La estética arrabalera (que no tanguera en particular: ésa es otra) tiene su punto culminante en el barrio bonarense de La Boca, hoy día más decorado turístico que otra cosa pero con mucha solera en sus entraña, y para estudiosos de aquí y de allá, génesis de lo porteño; ese costumbrismo pícaro, marginal y colorista, hecho de emigraciones y duermevelas, con personajes de pinceladas gruesas y hasta tardoimpresionistas, tal como los concebía Quinquela Martín en sus pinturas, es lo que inspira este irregular y ambicioso espectáculo con estructura de musical modesto y con retratos de arquetipos populares, a los que los bailarines dan vida y respiración.

Y es que La Boca es en sí mismo un argumento precioso y vital (está citado en clásicos como el Adán Buenosayres, de Marechal; lo mira de lado Eduardo Mallea; lo glosa Orlando Barone en La Boca del riachuelo) que aquí se plasma en un baile acrobático, no demasiado limpio ni pulido, abigarrado innecesariamente y que llega a sus momentos felices cuando, sin más, las parejas se enfrascan en milongas o en el baile negro (que, por cierto, comparte toque, metro y clave con el guaguancó cubano: así se oye y siente).
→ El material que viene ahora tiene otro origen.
//! The Steam/GC connection event loop: translates [`GcEvent`]s into session
//! method calls, maintains keepalive, and drives reconnect/recreate. The
//! session owns this worker's `JoinHandle`; this module owns none of the
//! session's state directly.

use std::sync::Arc;
use std::time::Duration;

use gargamel_gc::{try_speculative_match_details, ConnectionStatus, GcEvent};
use gargamel_shared::SessionState;
use tokio::sync::mpsc;
use tokio::time::sleep;

use crate::session::lifecycle;
use crate::session::GameSession;

/// Spawns the event loop and stores its handle on the session.
pub async fn spawn(session: Arc<GameSession>, events: mpsc::UnboundedReceiver<GcEvent>) {
    let driver_session = session.clone();
    let handle = tokio::spawn(async move {
        run(driver_session, events).await;
    });
    *session.driver_handle.lock().await = Some(handle);
}

async fn run(session: Arc<GameSession>, mut events: mpsc::UnboundedReceiver<GcEvent>) {
    let mut cancel = session.cancel_receiver();
    loop {
        tokio::select! {
            biased;
            _ = cancel.changed() => {
                tracing::info!(game_id = %session.game_id, "protocol driver cancelled");
                return;
            }
            event = events.recv() => {
                let Some(event) = event else {
                    tracing::warn!(game_id = %session.game_id, "event channel closed");
                    return;
                };
                dispatch(&session, event).await;
            }
        }
    }
}

async fn dispatch(session: &Arc<GameSession>, event: GcEvent) {
    match event {
        GcEvent::Connected => {
            if let Err(err) = lifecycle::on_connected(session).await {
                tracing::error!(game_id = %session.game_id, error = %err, "connect sequence failed");
                session.force_error(format!("connect failed: {err}")).await;
            }
        }
        GcEvent::LoggedOn => {
            if let Err(err) = lifecycle::on_logged_on(session).await {
                tracing::error!(game_id = %session.game_id, error = %err, "bootstrap sequence failed");
                session.force_error(format!("bootstrap failed: {err}")).await;
            }
        }
        GcEvent::ConnectionStatusChanged(status) => handle_connection_status(session, status).await,
        GcEvent::PracticeLobbyUpdate(snapshot) => {
            lifecycle::on_lobby_snapshot(session, snapshot, false).await;
        }
        GcEvent::SoMultipleObjects { added, modified } => {
            for snapshot in added {
                lifecycle::on_lobby_snapshot(session, snapshot, true).await;
            }
            for snapshot in modified {
                lifecycle::on_lobby_snapshot(session, snapshot, false).await;
            }
        }
        GcEvent::MatchDetails(details) | GcEvent::UpdateMatchDetails(details) => {
            lifecycle::merge_match_details(session, details).await;
        }
        GcEvent::Unmodeled { body } => {
            if result_pending_or_in_progress(session).await {
                if let Some(details) = try_speculative_match_details(&body) {
                    lifecycle::merge_match_details(session, details).await;
                }
            } else {
                tracing::debug!(game_id = %session.game_id, "dropped unmodeled packet");
            }
        }
        GcEvent::Disconnected => {
            handle_connection_status(session, ConnectionStatus::NoSession).await;
        }
    }
}

async fn result_pending_or_in_progress(session: &Arc<GameSession>) -> bool {
    let in_progress = matches!(
        *session.state.lock().await,
        SessionState::InProgress | SessionState::Postgame
    );
    in_progress || !session.results.lock().await.is_empty()
}

async fn handle_connection_status(session: &Arc<GameSession>, status: ConnectionStatus) {
    match status {
        ConnectionStatus::NoSession => {
            session.reconnect.lock().await.reconnecting = true;
            tracing::warn!(game_id = %session.game_id, "GC session lost, reconnecting");
            spawn_reconnect_action(session.clone());
        }
        ConnectionStatus::HaveSession => {
            session.reconnect.lock().await.reconnecting = false;
            {
                let mut observed = session.observed.lock().await;
                observed.lobby_id = 0;
                observed.last_known_region = None;
                observed.last_known_allow_cheats = None;
                observed.bot_moved_to_unassigned = false;
                observed.game_launched = false;
            }
            *session.invites_sent.lock().await = false;
            start_keepalive(session.clone());
            spawn_recreate_check(session.clone());
        }
    }
}

async fn start_keepalive(session: Arc<GameSession>) {
    {
        let mut running = session.keepalive_running.lock().await;
        if *running {
            return;
        }
        *running = true;
    }
    tokio::spawn(async move {
        let mut cancel = session.cancel_receiver();
        loop {
            tokio::select! {
                biased;
                _ = cancel.changed() => break,
                _ = sleep(Duration::from_secs(session.timing.keepalive_interval_secs)) => {
                    if !*session.keepalive_running.lock().await {
                        break;
                    }
                    if let Err(err) = session.gc.say_hello().await {
                        tracing::warn!(game_id = %session.game_id, error = %err, "keepalive SayHello failed");
                    }
                }
            }
        }
    });
}

fn spawn_reconnect_action(session: Arc<GameSession>) {
    tokio::spawn(async move {
        let mut cancel = session.cancel_receiver();
        tokio::select! {
            _ = sleep(Duration::from_secs(session.timing.reconnect_delay_secs)) => {}
            _ = cancel.changed() => return,
        }
        if !session.reconnect.lock().await.reconnecting {
            return;
        }
        if let Err(err) = session.gc.set_playing(true).await {
            tracing::warn!(game_id = %session.game_id, error = %err, "reconnect set_playing failed");
        }
        if let Err(err) = session.gc.say_hello().await {
            tracing::warn!(game_id = %session.game_id, error = %err, "reconnect say_hello failed");
        }
    });
}

fn spawn_recreate_check(session: Arc<GameSession>) {
    tokio::spawn(async move {
        let mut cancel = session.cancel_receiver();
        tokio::select! {
            _ = sleep(Duration::from_secs(session.timing.reconnect_delay_secs)) => {}
            _ = cancel.changed() => return,
        }
        if let Err(err) = lifecycle::recreate_lobby_if_needed(&session).await {
            tracing::warn!(game_id = %session.game_id, error = %err, "lobby re-create failed");
        }
    });
}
Hay también en el material coreográfico un trufado balletístico excesivo, casi siempre coral, que extraña las raíces estilísticas y rítmicas, las deforma en lo visual con saltos, giros, hasta fouettés.

Compañía Rea Danza

Buenos Aires... el cielo: Coreografía: Diego Arias. Música: Ariel Hernández (Conjunto Che Camerata). Escenografía: Juan Arias. Vestuario: Norma García. Luces: Antonio Arrabal. Sala Fernando de Rojas, Círculo de Bellas Artes. Madrid, 17 de abril.

Hay cuadros agradables de ver (la llegada y lucha de los "guapos" de inspiración napolitana, las faenas cotidianas, la fiesta), y la idea de hacer un decorado realista figurando murales polícromos y tejadillos que arropen a la danza vernácula, es positiva, tiene un cándido aire evocador. El problema llega en cómo eso se articula cuando hay demasiadas maniobras para tan poco espacio escénico; la ropa no ayuda, que con sus pretensiones filológicas y gardelianas interrumpe el baile, lo enturbia. El tango tiene su poder escénico propio, su discurso, y hay que dejarlo fluir, limpiarlo, para que el espectador lo goce en su complejidad y sus mensajes del gesto y el paso: un poco más de esos bailes en su entereza habría venido muy bien, y parece que estos artistas pueden hacerlo. Con una amplificación feroz y desproporcionada, el quinteto de instrumentistas desgranó buena música, aunque con los interludios de refresco demasiado largos, apiñados en un ángulo discreto (es hora de pedir que se repare el daño de ese proscenio postizo y modernizante, añadido cruel a la arquitectura de la sala, que se amplíe la escena con otros medios actuales, practicables y respetando el dibujo original, que sus valores tiene).